SpeciesがsetosaであるSepal.Lengthの95%信頼区間を算出するには、次のように関数varTestの引数conf.levelを0.95を与えて後ろに$conf.intを付けます。
1 2 3 | conf_level <- 0.95 ci <- varTest(dataset$Sepal.Length[dataset$Species == "setosa"], conf.level = conf_level)$conf.int |
ciを参照すると信頼区間の下限と上限、また信頼水準が格納されているのが分かります。
1 2 3 4 5 | > ci LCL UCL 0.08669881 0.19293982 attr(,"conf.level") [1] 0.95 |
信頼区間の上限と下限を取得するには、次のようにciの要素を名前で取得すれば大丈夫です。
1 2 | ci_lower <- ci["LCL"] #信頼区間の下限 ci_upper <- ci["UCL"] #信頼区間の上限 |
計算した信頼区間を他のファイルに保存したいときは、次のように関数data.frameでデータフレームに計算した値を格納しwrite.csvなどで他のファイルへ保存します。

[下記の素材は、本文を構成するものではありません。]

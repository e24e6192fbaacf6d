use std::cell::RefCell;
use std::rc::Rc;

use glam::Vec3;

use super::camera::Camera;

/// Camera shared between the runtime loop and the player.
pub type CameraHandle = Rc<RefCell<Camera>>;

#[derive(Debug, Clone, Copy, PartialEq)]
pub struct Color {
    pub r: f32,
    pub g: f32,
    pub b: f32,
}

impl Color {
    pub const BLACK: Color = Color { r: 0.0, g: 0.0, b: 0.0 };
    pub const WHITE: Color = Color { r: 1.0, g: 1.0, b: 1.0 };

    /// `0xRRGGBB`
    pub const fn from_hex(hex: u32) -> Self {
        Self {
            r: ((hex >> 16) & 0xff) as f32 / 255.0,
            g: ((hex >> 8) & 0xff) as f32 / 255.0,
            b: (hex & 0xff) as f32 / 255.0,
        }
    }

    pub fn to_array(self) -> [f32; 3] {
        [self.r, self.g, self.b]
    }

    pub fn scaled(self, factor: f32) -> [f32; 3] {
        [self.r * factor, self.g * factor, self.b * factor]
    }
}

/// Exponential-squared fog.
#[derive(Debug, Clone, Copy, PartialEq)]
pub struct FogExp2 {
    pub color: Color,
    pub density: f32,
}

#[derive(Debug, Clone, Copy, PartialEq)]
pub struct AmbientLight {
    pub color: Color,
    pub intensity: f32,
}

/// Cone light. Position and target are in the parent's local frame.
#[derive(Debug, Clone, PartialEq)]
pub struct SpotLight {
    pub color: Color,
    pub intensity: f32,
    pub angle: f32,
    pub distance: f32,
    pub penumbra: f32,
    pub cast_shadow: bool,
    pub position: Vec3,
    pub target: Vec3,
}

impl SpotLight {
    pub fn direction(&self) -> Vec3 {
        (self.target - self.position).normalize_or_zero()
    }
}

#[derive(Debug, Clone, Copy, PartialEq)]
pub enum Shape {
    Box { size: Vec3 },
    /// Horizontal plane centred on the node position.
    Plane { width: f32, depth: f32 },
    Sphere { radius: f32 },
}

#[derive(Debug, Clone, PartialEq)]
pub struct MeshNode {
    pub name: String,
    pub shape: Shape,
    pub position: Vec3,
    /// Rotation about +Y in radians.
    pub yaw: f32,
    pub color: Color,
    pub opacity: f32,
    /// Self-illumination added on top of received light.
    pub emissive: f32,
    pub cast_shadow: bool,
    pub receive_shadow: bool,
    pub visible: bool,
}

impl MeshNode {
    pub fn new(name: impl Into<String>, shape: Shape) -> Self {
        Self {
            name: name.into(),
            shape,
            position: Vec3::ZERO,
            yaw: 0.0,
            color: Color::WHITE,
            opacity: 1.0,
            emissive: 0.0,
            cast_shadow: true,
            receive_shadow: true,
            visible: true,
        }
    }

    pub fn at(mut self, position: Vec3) -> Self {
        self.position = position;
        self
    }

    pub fn colored(mut self, color: Color) -> Self {
        self.color = color;
        self
    }

    pub fn is_transparent(&self) -> bool {
        self.opacity < 1.0
    }
}

#[derive(Debug, Clone, PartialEq)]
pub struct Marker {
    pub name: String,
    pub position: Vec3,
}

#[derive(Debug)]
pub enum SceneNode {
    Mesh(MeshNode),
    AmbientLight(AmbientLight),
    Camera(CameraHandle),
    Marker(Marker),
}

#[derive(Debug, Clone, Copy, PartialEq, Eq, Hash)]
pub struct NodeId(usize);

/// Root of everything renderable or lit in one session.
///
/// Nodes are only ever added; ids stay valid for the life of the scene.
#[derive(Debug)]
pub struct Scene {
    pub background: Color,
    pub fog: Option<FogExp2>,
    nodes: Vec<SceneNode>,
}

impl Scene {
    pub fn new(background: Color, fog: Option<FogExp2>) -> Self {
        Self { background, fog, nodes: Vec::new() }
    }

    pub fn add(&mut self, node: SceneNode) -> NodeId {
        self.nodes.push(node);
        NodeId(self.nodes.len() - 1)
    }

    pub fn add_mesh(&mut self, mesh: MeshNode) -> NodeId {
        self.add(SceneNode::Mesh(mesh))
    }

    pub fn add_marker(&mut self, name: impl Into<String>, position: Vec3) -> NodeId {
        self.add(SceneNode::Marker(Marker { name: name.into(), position }))
    }

    pub fn node(&self, id: NodeId) -> Option<&SceneNode> {
        self.nodes.get(id.0)
    }

    pub fn mesh(&self, id: NodeId) -> Option<&MeshNode> {
        match self.nodes.get(id.0) {
            Some(SceneNode::Mesh(mesh)) => Some(mesh),
            _ => None,
        }
    }

    pub fn mesh_mut(&mut self, id: NodeId) -> Option<&mut MeshNode> {
        match self.nodes.get_mut(id.0) {
            Some(SceneNode::Mesh(mesh)) => Some(mesh),
            _ => None,
        }
    }

    pub fn len(&self) -> usize {
        self.nodes.len()
    }

    pub fn is_empty(&self) -> bool {
        self.nodes.is_empty()
    }

    pub fn nodes(&self) -> impl Iterator<Item = &SceneNode> {
        self.nodes.iter()
    }

    pub fn meshes(&self) -> impl Iterator<Item = &MeshNode> {
        self.nodes.iter().filter_map(|node| match node {
            SceneNode::Mesh(mesh) => Some(mesh),
            _ => None,
        })
    }

    pub fn ambient_lights(&self) -> impl Iterator<Item = &AmbientLight> {
        self.nodes.iter().filter_map(|node| match node {
            SceneNode::AmbientLight(light) => Some(light),
            _ => None,
        })
    }

    pub fn cameras(&self) -> impl Iterator<Item = &CameraHandle> {
        self.nodes.iter().filter_map(|node| match node {
            SceneNode::Camera(camera) => Some(camera),
            _ => None,
        })
    }

    pub fn find_marker(&self, name: &str) -> Option<&Marker> {
        self.nodes.iter().find_map(|node| match node {
            SceneNode::Marker(marker) if marker.name == name => Some(marker),
            _ => None,
        })
    }
}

1 2 3 | resultTable <- data.frame(sample.variance = var(dataset$Sepal.Length[dataset$Species == "setosa"]), c.i.lower = ci["LCL"], c.i.upper = ci["UCL"], row.names = NULL) write.csv(resultTable, "母分散の信頼区間.csv", row.names = FALSE) |
上で算出した信頼区間をグラフにすると下の画像のようになります。
1 2 3 4 5 6 7 8 9 10 11 12 13 14 15 16 17 18 19 20 21 22 23 | dataset_ci <- data.frame(x = c(mean(dataset$Sepal.Length[dataset$Species == "setosa"]) + c(sd(dataset$Sepal.Length[dataset$Species == "setosa"]), -sd(dataset$Sepal.Length[dataset$Species == "setosa"])), mean(dataset$Sepal.Length[dataset$Species == "setosa"]) + c(sqrt(ci), -sqrt(ci))), name = factor(c(rep("SD", 2), paste0(100 * conf_level, paste0("% c.i.", rep(c("upper", "lower"), 2)))), levels = c("SD", paste0(100 * conf_level, "% c.i.", c("upper", "lower"))))) ggplot(dataset[dataset$Species == "setosa", ], aes(x = 1, y = Sepal.Length)) + geom_dotplot(binaxis = "y", stackdir = "center") + stat_summary(aes(x = 1, y = Sepal.Length), fun.min = function(x) mean(x) - sd(x), fun.max = function(x) mean(x) + sd(x), geom = 'errorbar', width = 0.15, color = "#00BA38", size = 1) + stat_summary(aes(x = 0.95, y = Sepal.Length), fun.min = function(x) mean(x) - sqrt(ci["LCL"]), fun.max = function(x) mean(x) + sqrt(ci["LCL"]), geom = 'errorbar', width = 0.1, color = "#619CFF", size = 1) + stat_summary(aes(x = 1.05, y = Sepal.Length), fun.min = function(x) mean(x) - sqrt(ci["UCL"]), fun.max = function(x) mean(x) + sqrt(ci["UCL"]), geom = 'errorbar', width = 0.1, color = "#F8766D", size = 1) + geom_text(data = dataset_ci, aes(x = 0.7, y = x, color = name, label = paste0(c(rep("SD", 2), rep(c("c.i.lower", "c.i.upper"), 2)), ": ", round(x, 3)))) + labs(color = "") + scale_colour_manual(values = c("#00BA38", "#619CFF", "#F8766D")) |
- 緑線はsetosa種のSepal.Lengthの標本平均±標準偏差
- 赤線はsetosa種のSepal.Lengthの標本平均±標準偏差の信頼区間の上限
- 青線はsetosa種のSepal.Lengthの標本平均±標準偏差の信頼区間の下限
を表しています。
母分散の信頼区間がだいたい0.08から0.19であることから、その平方根である0.29から0.44が標準偏差の信頼区間となります。
データのばらつきの指標である標本平均±標準偏差は上の青から赤の範囲にあることが分かります。(標本平均は考慮していません。)
まとめ
R言語で母分散の信頼区間を計算する関数やその実行例をみていきました。
パッケージEnvStatsの関数varTestを用いることで母分散の信頼区間を計算することができます。